Listed entries —

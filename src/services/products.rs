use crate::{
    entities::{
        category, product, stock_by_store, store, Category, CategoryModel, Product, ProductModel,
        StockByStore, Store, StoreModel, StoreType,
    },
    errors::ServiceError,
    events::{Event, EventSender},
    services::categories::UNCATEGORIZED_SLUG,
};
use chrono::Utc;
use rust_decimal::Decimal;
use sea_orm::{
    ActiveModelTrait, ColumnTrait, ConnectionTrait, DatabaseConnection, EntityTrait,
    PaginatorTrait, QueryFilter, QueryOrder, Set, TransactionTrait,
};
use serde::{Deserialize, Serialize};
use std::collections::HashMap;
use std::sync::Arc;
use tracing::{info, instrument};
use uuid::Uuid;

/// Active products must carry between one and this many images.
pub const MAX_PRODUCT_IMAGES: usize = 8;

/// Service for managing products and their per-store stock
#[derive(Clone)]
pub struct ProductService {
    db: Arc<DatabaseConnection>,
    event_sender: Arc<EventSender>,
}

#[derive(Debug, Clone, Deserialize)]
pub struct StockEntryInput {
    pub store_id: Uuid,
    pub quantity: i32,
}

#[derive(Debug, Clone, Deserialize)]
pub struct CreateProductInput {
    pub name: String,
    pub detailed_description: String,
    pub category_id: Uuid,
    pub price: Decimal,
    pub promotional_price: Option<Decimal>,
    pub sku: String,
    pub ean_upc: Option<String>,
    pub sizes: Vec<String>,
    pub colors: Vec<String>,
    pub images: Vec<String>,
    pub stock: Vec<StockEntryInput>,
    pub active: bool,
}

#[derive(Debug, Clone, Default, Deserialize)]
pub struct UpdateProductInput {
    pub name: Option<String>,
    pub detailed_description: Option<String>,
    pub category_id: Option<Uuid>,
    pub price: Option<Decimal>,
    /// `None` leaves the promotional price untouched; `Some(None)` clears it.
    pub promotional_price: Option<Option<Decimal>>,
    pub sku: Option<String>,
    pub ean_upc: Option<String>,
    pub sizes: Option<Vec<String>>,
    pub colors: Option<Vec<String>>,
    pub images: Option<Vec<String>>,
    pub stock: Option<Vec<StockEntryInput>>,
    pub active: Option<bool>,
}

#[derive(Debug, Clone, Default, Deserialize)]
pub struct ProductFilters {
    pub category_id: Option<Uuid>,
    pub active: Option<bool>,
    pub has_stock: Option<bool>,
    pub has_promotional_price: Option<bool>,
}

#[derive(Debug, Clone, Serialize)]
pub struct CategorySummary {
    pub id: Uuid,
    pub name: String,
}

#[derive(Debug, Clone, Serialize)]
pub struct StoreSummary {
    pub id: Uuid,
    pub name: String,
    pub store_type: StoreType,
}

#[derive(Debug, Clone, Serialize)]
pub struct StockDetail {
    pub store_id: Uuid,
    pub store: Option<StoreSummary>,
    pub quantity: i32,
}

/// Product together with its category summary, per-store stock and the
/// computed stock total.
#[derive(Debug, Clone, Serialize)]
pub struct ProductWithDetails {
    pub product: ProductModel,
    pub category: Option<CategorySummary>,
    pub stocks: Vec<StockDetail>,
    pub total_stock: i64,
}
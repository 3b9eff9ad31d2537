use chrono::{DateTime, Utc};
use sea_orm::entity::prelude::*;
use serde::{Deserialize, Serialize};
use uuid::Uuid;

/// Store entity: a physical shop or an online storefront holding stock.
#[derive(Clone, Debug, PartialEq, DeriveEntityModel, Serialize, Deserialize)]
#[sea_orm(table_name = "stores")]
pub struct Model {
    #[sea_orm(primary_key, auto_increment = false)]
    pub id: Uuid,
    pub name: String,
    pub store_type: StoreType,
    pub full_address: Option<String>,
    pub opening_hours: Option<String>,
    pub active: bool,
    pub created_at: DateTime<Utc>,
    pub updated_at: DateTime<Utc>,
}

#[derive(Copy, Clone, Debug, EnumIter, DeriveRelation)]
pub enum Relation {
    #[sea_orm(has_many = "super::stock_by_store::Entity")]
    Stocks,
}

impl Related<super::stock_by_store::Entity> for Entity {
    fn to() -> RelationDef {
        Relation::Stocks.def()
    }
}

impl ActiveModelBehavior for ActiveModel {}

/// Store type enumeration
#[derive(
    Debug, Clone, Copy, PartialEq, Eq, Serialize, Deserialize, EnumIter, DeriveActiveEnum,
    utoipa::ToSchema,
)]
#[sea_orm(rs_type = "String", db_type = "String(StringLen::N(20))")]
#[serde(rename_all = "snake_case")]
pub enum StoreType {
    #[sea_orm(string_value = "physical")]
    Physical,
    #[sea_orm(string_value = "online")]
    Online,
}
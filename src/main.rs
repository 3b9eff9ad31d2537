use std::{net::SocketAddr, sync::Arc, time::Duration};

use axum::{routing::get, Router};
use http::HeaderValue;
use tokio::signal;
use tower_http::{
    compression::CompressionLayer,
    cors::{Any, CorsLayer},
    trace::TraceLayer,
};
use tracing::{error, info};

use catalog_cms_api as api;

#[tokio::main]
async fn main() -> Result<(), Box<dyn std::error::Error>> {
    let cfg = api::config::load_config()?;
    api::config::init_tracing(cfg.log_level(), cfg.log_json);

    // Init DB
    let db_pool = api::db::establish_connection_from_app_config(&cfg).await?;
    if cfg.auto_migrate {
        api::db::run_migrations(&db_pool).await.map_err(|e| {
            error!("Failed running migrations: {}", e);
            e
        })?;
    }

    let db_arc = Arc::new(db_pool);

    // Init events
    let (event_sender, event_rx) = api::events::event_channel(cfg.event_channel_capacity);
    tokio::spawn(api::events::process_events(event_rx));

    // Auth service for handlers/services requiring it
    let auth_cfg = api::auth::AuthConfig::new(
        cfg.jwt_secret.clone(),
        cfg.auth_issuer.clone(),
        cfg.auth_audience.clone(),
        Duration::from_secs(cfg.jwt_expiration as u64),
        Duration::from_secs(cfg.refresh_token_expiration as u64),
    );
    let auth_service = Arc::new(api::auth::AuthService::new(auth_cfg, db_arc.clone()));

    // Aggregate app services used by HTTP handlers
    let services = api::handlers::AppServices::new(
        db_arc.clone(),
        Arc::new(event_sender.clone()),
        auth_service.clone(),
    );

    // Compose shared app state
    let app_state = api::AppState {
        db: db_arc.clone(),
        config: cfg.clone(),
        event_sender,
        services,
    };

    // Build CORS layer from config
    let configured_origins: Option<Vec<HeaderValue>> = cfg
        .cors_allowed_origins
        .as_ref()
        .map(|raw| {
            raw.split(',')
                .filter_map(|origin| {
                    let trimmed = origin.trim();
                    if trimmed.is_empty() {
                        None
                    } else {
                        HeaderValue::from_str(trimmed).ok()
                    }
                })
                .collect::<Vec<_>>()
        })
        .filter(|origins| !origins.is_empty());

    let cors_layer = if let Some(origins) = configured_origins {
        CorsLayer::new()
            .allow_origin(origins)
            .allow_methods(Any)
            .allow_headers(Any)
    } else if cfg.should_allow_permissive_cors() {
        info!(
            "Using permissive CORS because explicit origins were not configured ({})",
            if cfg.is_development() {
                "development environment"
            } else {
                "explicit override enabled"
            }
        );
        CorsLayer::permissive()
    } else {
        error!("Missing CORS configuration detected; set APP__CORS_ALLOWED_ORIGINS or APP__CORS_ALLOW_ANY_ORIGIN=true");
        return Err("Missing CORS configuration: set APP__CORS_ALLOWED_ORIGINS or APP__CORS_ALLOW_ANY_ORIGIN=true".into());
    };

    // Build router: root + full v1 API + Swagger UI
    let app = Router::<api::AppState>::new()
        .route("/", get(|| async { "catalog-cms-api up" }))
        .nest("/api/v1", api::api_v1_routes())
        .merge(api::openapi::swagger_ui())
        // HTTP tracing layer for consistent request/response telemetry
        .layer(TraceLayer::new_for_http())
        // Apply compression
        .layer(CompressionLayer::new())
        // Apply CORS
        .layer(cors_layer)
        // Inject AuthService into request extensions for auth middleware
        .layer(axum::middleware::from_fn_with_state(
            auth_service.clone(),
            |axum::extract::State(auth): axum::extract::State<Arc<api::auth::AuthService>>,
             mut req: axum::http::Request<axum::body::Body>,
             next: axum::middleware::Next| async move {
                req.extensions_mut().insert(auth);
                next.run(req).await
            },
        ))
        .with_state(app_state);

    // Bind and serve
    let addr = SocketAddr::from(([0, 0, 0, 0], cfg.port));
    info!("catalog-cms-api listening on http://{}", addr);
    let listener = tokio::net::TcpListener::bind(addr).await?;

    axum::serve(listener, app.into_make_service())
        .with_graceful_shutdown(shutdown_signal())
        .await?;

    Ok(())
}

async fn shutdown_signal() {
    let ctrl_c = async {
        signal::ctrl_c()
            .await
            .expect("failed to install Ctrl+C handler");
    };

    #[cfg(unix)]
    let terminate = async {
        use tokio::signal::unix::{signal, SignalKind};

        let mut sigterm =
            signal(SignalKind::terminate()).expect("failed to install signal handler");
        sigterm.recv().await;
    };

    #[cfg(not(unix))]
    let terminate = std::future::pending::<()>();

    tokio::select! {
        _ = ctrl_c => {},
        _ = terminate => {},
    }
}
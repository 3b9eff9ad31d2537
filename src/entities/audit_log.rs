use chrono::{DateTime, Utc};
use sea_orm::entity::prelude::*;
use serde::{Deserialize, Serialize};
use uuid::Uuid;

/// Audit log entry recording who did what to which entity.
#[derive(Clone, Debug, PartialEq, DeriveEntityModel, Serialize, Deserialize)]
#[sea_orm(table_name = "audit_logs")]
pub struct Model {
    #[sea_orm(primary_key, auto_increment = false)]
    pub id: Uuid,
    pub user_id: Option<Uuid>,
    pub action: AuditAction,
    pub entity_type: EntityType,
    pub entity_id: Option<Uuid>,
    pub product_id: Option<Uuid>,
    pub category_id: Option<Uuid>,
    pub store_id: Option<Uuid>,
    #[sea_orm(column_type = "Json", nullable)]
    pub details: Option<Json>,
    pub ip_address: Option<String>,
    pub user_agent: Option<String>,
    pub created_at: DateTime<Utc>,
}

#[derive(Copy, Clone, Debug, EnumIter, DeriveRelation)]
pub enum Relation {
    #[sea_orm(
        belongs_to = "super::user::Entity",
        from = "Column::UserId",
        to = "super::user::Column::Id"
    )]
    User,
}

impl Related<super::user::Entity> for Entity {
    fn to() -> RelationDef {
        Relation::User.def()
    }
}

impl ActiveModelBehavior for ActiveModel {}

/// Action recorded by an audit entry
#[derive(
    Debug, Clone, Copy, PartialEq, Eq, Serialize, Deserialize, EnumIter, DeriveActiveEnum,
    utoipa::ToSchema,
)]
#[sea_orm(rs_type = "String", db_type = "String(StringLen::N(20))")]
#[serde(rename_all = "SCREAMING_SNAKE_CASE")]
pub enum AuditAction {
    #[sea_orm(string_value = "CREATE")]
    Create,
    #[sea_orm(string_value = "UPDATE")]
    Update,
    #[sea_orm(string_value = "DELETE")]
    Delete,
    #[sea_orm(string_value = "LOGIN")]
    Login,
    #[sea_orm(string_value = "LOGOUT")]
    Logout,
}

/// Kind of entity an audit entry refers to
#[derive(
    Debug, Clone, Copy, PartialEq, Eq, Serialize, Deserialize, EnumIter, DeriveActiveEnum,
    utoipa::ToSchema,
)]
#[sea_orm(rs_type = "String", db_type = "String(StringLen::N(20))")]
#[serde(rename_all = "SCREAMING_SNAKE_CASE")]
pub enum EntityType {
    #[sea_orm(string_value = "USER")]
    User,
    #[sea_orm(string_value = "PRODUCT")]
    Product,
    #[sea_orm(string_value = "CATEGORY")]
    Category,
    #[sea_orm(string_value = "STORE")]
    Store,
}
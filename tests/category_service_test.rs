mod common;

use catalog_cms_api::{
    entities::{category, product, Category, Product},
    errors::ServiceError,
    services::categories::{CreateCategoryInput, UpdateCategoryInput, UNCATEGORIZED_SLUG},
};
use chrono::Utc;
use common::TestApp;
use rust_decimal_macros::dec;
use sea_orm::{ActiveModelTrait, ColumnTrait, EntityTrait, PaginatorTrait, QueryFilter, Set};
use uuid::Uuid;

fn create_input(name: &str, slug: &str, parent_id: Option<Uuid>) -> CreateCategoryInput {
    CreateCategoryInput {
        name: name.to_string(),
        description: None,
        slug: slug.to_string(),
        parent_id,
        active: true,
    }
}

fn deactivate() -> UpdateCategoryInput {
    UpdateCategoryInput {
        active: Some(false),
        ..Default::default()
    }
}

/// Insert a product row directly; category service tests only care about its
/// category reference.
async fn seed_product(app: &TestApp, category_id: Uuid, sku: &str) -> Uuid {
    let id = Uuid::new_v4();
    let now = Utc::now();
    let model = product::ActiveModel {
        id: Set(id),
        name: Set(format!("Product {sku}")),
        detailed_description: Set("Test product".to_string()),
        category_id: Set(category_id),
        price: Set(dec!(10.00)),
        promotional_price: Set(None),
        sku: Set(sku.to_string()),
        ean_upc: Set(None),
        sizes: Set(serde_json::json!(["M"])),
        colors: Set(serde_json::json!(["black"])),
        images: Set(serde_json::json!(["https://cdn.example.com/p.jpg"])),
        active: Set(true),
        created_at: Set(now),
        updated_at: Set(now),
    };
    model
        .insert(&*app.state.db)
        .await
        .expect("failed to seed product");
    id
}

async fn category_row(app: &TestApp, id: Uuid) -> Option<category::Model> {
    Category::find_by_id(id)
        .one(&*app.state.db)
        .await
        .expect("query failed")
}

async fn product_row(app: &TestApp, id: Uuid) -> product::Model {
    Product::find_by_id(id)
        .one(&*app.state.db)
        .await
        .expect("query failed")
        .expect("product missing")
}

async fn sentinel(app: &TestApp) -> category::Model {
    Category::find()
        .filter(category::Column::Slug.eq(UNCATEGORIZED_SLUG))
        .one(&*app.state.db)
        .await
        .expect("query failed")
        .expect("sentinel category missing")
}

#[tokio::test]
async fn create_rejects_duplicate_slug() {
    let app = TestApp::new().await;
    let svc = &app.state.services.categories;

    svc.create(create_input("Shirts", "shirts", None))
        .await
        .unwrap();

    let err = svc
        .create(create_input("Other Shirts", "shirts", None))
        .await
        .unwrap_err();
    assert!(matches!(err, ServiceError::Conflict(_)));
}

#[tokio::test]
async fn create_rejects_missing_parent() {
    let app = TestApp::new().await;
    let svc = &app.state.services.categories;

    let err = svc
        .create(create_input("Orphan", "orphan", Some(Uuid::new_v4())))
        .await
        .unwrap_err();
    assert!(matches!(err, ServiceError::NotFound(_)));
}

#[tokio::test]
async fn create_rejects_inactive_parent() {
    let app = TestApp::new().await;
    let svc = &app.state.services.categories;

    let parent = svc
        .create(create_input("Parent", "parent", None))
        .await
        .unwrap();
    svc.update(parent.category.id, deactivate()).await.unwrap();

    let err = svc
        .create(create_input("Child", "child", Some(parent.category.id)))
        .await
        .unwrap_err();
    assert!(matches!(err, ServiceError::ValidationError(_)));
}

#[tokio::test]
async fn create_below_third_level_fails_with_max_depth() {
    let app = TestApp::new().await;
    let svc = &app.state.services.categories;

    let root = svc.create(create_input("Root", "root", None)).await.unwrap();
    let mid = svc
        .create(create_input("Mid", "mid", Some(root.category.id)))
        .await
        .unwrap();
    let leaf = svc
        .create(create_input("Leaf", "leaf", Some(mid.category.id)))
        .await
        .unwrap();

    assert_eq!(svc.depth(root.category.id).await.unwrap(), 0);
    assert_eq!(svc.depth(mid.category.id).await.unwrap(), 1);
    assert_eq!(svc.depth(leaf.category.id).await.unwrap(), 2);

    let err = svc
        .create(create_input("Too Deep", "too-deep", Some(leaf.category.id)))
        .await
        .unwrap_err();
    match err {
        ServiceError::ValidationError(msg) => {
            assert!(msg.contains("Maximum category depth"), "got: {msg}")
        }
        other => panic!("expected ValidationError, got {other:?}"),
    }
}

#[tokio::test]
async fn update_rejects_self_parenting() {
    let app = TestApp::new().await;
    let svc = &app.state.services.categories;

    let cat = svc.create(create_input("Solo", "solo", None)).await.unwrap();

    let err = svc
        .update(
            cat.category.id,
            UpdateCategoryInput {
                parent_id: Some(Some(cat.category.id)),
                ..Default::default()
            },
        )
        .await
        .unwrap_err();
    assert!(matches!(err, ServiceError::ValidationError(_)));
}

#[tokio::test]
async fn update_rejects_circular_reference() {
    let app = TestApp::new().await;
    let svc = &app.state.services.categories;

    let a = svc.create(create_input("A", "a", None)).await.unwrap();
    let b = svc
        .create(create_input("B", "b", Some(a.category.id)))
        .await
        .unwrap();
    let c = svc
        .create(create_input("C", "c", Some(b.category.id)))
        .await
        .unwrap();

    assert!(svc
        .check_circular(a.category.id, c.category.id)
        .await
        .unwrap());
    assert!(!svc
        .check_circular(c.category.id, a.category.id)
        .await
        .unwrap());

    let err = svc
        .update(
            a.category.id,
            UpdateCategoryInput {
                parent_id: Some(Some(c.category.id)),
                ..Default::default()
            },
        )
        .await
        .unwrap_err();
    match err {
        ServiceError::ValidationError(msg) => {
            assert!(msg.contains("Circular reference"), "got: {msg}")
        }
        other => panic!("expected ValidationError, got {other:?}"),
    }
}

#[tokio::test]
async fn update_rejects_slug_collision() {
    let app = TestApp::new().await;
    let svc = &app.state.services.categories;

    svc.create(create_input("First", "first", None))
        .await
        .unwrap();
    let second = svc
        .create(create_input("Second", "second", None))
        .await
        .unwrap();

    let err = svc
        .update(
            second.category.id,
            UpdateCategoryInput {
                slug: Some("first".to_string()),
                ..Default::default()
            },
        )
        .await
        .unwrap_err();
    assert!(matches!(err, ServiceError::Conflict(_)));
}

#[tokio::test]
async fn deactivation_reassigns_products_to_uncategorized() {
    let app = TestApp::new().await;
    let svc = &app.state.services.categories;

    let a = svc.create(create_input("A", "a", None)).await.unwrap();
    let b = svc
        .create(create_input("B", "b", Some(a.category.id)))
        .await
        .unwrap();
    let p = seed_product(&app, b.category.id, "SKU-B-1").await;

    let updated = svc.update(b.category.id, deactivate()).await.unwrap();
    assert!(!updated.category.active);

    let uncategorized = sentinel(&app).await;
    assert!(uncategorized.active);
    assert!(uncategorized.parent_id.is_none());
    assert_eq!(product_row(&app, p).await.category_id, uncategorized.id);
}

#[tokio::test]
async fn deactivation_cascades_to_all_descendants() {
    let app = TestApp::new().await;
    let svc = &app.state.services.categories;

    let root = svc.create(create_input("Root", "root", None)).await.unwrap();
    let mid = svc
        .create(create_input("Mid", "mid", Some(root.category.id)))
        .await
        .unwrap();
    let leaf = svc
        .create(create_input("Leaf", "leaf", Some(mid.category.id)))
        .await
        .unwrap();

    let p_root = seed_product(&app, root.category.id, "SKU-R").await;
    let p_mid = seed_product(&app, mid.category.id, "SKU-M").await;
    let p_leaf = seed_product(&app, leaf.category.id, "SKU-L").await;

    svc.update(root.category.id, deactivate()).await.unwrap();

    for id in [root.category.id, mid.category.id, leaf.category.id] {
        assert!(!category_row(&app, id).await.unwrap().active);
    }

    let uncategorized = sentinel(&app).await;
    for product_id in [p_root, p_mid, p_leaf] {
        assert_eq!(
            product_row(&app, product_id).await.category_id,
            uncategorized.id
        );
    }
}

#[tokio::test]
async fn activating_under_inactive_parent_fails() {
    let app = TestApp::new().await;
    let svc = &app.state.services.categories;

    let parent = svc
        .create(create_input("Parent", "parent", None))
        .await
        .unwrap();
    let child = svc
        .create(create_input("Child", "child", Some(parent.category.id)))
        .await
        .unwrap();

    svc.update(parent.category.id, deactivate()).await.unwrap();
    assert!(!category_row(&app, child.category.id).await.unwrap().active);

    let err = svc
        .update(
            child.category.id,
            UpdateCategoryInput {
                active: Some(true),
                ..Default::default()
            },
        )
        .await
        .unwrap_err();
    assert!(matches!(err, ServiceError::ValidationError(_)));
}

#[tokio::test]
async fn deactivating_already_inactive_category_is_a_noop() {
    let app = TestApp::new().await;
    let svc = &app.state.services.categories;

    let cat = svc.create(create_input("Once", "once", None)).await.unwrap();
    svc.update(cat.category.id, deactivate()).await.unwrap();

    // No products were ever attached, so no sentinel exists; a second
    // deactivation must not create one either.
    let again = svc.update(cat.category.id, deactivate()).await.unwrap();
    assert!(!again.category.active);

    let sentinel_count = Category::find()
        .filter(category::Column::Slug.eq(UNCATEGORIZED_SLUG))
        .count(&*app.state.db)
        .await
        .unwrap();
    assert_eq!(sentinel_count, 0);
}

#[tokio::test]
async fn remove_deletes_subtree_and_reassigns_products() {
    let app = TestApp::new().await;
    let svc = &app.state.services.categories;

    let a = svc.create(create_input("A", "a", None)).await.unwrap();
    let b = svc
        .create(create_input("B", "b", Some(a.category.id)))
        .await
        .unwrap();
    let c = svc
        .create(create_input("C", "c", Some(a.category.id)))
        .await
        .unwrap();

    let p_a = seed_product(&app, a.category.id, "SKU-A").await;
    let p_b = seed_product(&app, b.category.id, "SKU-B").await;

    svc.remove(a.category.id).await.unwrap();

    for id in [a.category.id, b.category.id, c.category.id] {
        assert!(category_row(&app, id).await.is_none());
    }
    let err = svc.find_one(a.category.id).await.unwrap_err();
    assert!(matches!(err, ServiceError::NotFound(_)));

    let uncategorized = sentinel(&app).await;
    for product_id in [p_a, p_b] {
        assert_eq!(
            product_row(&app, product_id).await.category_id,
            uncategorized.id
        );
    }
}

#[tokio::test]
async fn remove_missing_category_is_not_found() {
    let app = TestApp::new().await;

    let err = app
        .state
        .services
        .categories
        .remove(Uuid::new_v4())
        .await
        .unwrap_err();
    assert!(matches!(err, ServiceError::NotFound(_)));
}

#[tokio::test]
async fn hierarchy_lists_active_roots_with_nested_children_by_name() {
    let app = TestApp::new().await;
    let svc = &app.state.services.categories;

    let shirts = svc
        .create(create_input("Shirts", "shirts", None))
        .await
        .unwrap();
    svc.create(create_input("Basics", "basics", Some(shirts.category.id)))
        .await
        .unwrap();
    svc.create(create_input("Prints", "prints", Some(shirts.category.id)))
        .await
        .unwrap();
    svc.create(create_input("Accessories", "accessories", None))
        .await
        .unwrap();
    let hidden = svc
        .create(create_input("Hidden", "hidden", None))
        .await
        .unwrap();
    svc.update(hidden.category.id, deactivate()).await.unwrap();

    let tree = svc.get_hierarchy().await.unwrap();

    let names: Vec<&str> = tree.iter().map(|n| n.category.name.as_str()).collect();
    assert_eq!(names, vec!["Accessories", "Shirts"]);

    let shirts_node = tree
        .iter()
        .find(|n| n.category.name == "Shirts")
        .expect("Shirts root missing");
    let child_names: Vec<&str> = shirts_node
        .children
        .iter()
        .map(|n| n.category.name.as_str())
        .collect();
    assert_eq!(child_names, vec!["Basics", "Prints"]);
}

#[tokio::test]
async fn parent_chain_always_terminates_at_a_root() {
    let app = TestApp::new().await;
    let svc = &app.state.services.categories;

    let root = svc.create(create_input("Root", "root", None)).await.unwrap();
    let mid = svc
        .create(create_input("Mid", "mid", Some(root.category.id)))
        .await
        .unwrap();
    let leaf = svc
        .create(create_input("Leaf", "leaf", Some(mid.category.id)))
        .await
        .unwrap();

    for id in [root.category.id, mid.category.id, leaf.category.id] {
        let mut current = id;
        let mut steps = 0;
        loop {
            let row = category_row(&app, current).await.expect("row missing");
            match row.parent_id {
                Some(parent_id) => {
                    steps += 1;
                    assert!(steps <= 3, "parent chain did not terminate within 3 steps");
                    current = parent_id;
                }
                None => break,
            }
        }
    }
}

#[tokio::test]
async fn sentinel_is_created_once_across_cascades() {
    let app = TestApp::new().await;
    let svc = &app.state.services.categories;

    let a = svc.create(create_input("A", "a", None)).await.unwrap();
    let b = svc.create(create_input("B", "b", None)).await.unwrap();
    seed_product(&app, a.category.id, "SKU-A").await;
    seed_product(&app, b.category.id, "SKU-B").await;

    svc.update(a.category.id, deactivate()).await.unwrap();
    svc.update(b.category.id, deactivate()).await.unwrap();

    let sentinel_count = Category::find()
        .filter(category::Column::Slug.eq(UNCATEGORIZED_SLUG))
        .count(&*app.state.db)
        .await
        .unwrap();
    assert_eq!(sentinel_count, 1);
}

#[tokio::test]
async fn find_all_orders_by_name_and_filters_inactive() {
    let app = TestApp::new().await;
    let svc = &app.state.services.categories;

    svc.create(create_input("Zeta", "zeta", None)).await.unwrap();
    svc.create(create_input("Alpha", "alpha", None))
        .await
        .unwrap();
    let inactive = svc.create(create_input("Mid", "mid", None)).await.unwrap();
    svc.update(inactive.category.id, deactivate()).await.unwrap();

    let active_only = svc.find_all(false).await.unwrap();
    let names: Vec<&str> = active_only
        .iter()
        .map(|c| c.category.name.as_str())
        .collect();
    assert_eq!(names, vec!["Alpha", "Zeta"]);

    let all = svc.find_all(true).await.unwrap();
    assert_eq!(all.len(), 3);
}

Required work —
Using the records above, report the count of lines holding "DatabaseConnection" and nothing else.

Exercise answer —
2